Lastly, Dr Stine Gry Kristensen, from Copenhagen University Hospital, addressed the timing of assisted reproductive technologies (ART) versus expectant management following ovarian tissue transplantation. The senior scientist emphasised that natural conception should remain the first approach beyond clear-cut indications, such as severe male factor infertility, tubal blockage, or heterotopic transplantation. However, the option of ART should be introduced into the discussion if pregnancy has not occurred within six to twelve months. As for the treatment or protocol, Dr Kristensen presented data that shows there is no evidence of one protocol or drug being superior to another. Clinicians must also be prepared for the likelihood of retrieving only a limited number of oocytes from these patients.
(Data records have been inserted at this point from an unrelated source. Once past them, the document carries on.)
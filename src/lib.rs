// ABOUTME: Main library entry point for chatwire
// ABOUTME: Exports public API for the chat session client and its wire protocol

//! # chatwire
//!
//! Client-side session layer for a JSON text chat protocol carried over a
//! persistent WebSocket connection.
//!
//! A [`Session`] authenticates with a username and password, receives the
//! server's chat backlog, then sends chat messages fire-and-forget while a
//! [`ReceiveLoop`] classifies inbound frames and hands chat messages to the
//! application.

#![warn(missing_docs)]

/// Wire schema, message classification and the session state machine
pub mod protocol;
/// Frame transports (WebSocket and in-memory)
pub mod transport;

pub use error::make_error;
pub use protocol::client::{Connector, ReceiveLoop, Session, SessionState};
pub use protocol::keys::MessageType;
pub use protocol::messages::{ChatMessage, Credentials};
pub use transport::Transport;

/// Result type for chatwire operations
pub type Result<T> = std::result::Result<T, error::Error>;

/// Error types for chatwire
pub mod error {
    use crate::protocol::keys::{self, MessageType};
    use serde_json::Value;
    use thiserror::Error;

    /// Error types for chatwire operations
    #[derive(Error, Debug, Clone, PartialEq, Eq)]
    pub enum Error {
        /// Frame was not JSON, or not a typed envelope
        #[error("Incorrect format")]
        IncorrectFormat,

        /// Server reported a frame with missing keys
        #[error("Missing JSON keys")]
        MissingJsonKeys,

        /// Server rejected the credentials
        #[error("Invalid credentials")]
        InvalidCredentials,

        /// Frame carried no type tag
        #[error("{key} key not found in JSON", key = keys::MSG_TYPE)]
        MissingMessageType,

        /// Frame carried a type tag outside the error taxonomy
        #[error("Unknown message type: {0}")]
        UnknownMessageType(String),

        /// WebSocket-related error on an open connection
        #[error("WebSocket error: {0}")]
        WebSocket(String),

        /// Connection could not be established
        #[error("Connection error: {0}")]
        Connection(String),

        /// Peer closed the connection
        #[error("Connection closed")]
        ConnectionClosed,

        /// Handshake did not complete in time
        #[error("Timed out waiting for authentication response")]
        Timeout,
    }

    impl Error {
        /// Whether this error comes from the transport rather than the protocol taxonomy
        pub fn is_transport(&self) -> bool {
            matches!(
                self,
                Error::WebSocket(_) | Error::Connection(_) | Error::ConnectionClosed | Error::Timeout
            )
        }
    }

    /// Map a wire type tag to its protocol error.
    ///
    /// Total: every input yields an error, and the same tag always yields the
    /// same message text. `None` means the frame had no type tag at all.
    pub fn make_error(tag: Option<&str>) -> Error {
        let Some(tag) = tag else {
            return Error::MissingMessageType;
        };

        match MessageType::from_tag(tag) {
            Some(MessageType::IncorrectFormat) => Error::IncorrectFormat,
            Some(MessageType::MissingJsonKeys) => Error::MissingJsonKeys,
            Some(MessageType::InvalidCredentials) => Error::InvalidCredentials,
            // AUTH_SUCCESS and CHAT are not failures, so they are unexpected here
            _ => Error::UnknownMessageType(tag.to_string()),
        }
    }

    /// Map a decoded tag value to its protocol error.
    ///
    /// Non-string tags are reported as unknown types using their JSON text.
    pub fn make_error_from_value(tag: Option<&Value>) -> Error {
        match tag {
            None => make_error(None),
            Some(Value::String(tag)) => make_error(Some(tag)),
            Some(other) => Error::UnknownMessageType(other.to_string()),
        }
    }
}
// ABOUTME: Basic example demonstrating a chat session over WebSocket
// ABOUTME: Authenticates, prints the backlog, then relays stdin lines as chat messages

use chatwire::{ChatMessage, Connector, Credentials};
use clap::Parser;
use std::time::Duration;
use tokio::io::{AsyncBufReadExt, BufReader};

/// Terminal chat client
#[derive(Parser, Debug)]
#[command(author, version, about)]
struct Args {
    /// WebSocket URL of the chat server
    #[arg(short, long, default_value = "ws://localhost:15000")]
    server: String,

    /// Username to authenticate as
    #[arg(short, long)]
    username: String,

    /// Password for the username
    #[arg(short, long)]
    password: String,

    /// Seconds to wait for the authentication response (0 waits forever)
    #[arg(long, default_value_t = 10)]
    handshake_timeout: u64,
}

fn print_chat(chat: &ChatMessage) {
    match &chat.dst {
        Some(dst) => println!("[{} -> {}] {}", chat.src, dst, chat.msg),
        None => println!("[{}] {}", chat.src, chat.msg),
    }
}

#[tokio::main]
async fn main() -> Result<(), Box<dyn std::error::Error>> {
    env_logger::init();
    let args = Args::parse();

    let mut connector = Connector::new(&args.server);
    if args.handshake_timeout > 0 {
        connector = connector.with_handshake_timeout(Duration::from_secs(args.handshake_timeout));
    }

    println!("Connecting to {}...", args.server);

    let session = connector
        .connect(Credentials::new(&args.username, &args.password))
        .await?;

    println!("Logged in as {}", session.username());
    for chat in session.chats() {
        print_chat(chat);
    }
    println!("Type a message, or /dm <user> <message> for a direct message");

    let mut receive_loop = session.make_receive_loop(|chat| print_chat(&chat));
    let receiver = tokio::spawn(async move { receive_loop.run().await });

    let mut lines = BufReader::new(tokio::io::stdin()).lines();
    while let Some(line) = lines.next_line().await? {
        let line = line.trim();
        if line.is_empty() {
            continue;
        }

        match line.strip_prefix("/dm ").and_then(|rest| rest.split_once(' ')) {
            Some((dest, msg)) => session.send_direct_message(msg, dest),
            None => session.send_group_message(line),
        }
    }

    session.close().await?;
    receiver.abort();

    Ok(())
}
The campus ultimately highlighted how fertility preservation in benign conditions requires not only technical expertise but also sustained dialogue between surgeons and reproductive specialists. By combining perspectives, data, and a lively discussion of multiple clinical cases, the meeting promoted an integrated approach that places collaboration at the heart of patient care.

References:

  1. Doyle JO, Richter KS, Lim J, Stillman RJ, Graham JR, Tucker MJ. Successful elective and medically indicated oocyte vitrification and warming for autologous in vitro fertilization, with predicted birth probabilities for fertility preservation according to number of cryopreserved oocytes and age at retrieval. Fertil Steril. 2016 Feb;105(2):459-66.e2. doi: 10.1016/j.fertnstert.2015.10.026. Epub 2015 Nov 18. PMID: 26604065.
  2. Melo P, Georgiou EX, Johnson N, van Voorst SF, Strandell A, Mol BWJ, Becker C, Granne IE. Surgical treatment for tubal disease in women due to undergo in vitro fertilisation. Cochrane Database Syst Rev. 2020 Oct 22;10(10):CD002125. doi: 10.1002/14651858.CD002125.pub4. PMID: 33091963; PMCID: PMC8094448.
  3. Cobo A, Coello A, de Los Santos MJ, Giles J, Pellicer A, Remohรญ J, Garcรญa-Velasco JA. Number needed to freeze: cumulative live birth rate after fertility preservation in women with endometriosis. Reprod Biomed Online. 2021 Apr;42(4):725-732. doi: 10.1016/j.rbmo.2020.12.013. Epub 2021 Jan 8. PMID: 33573907.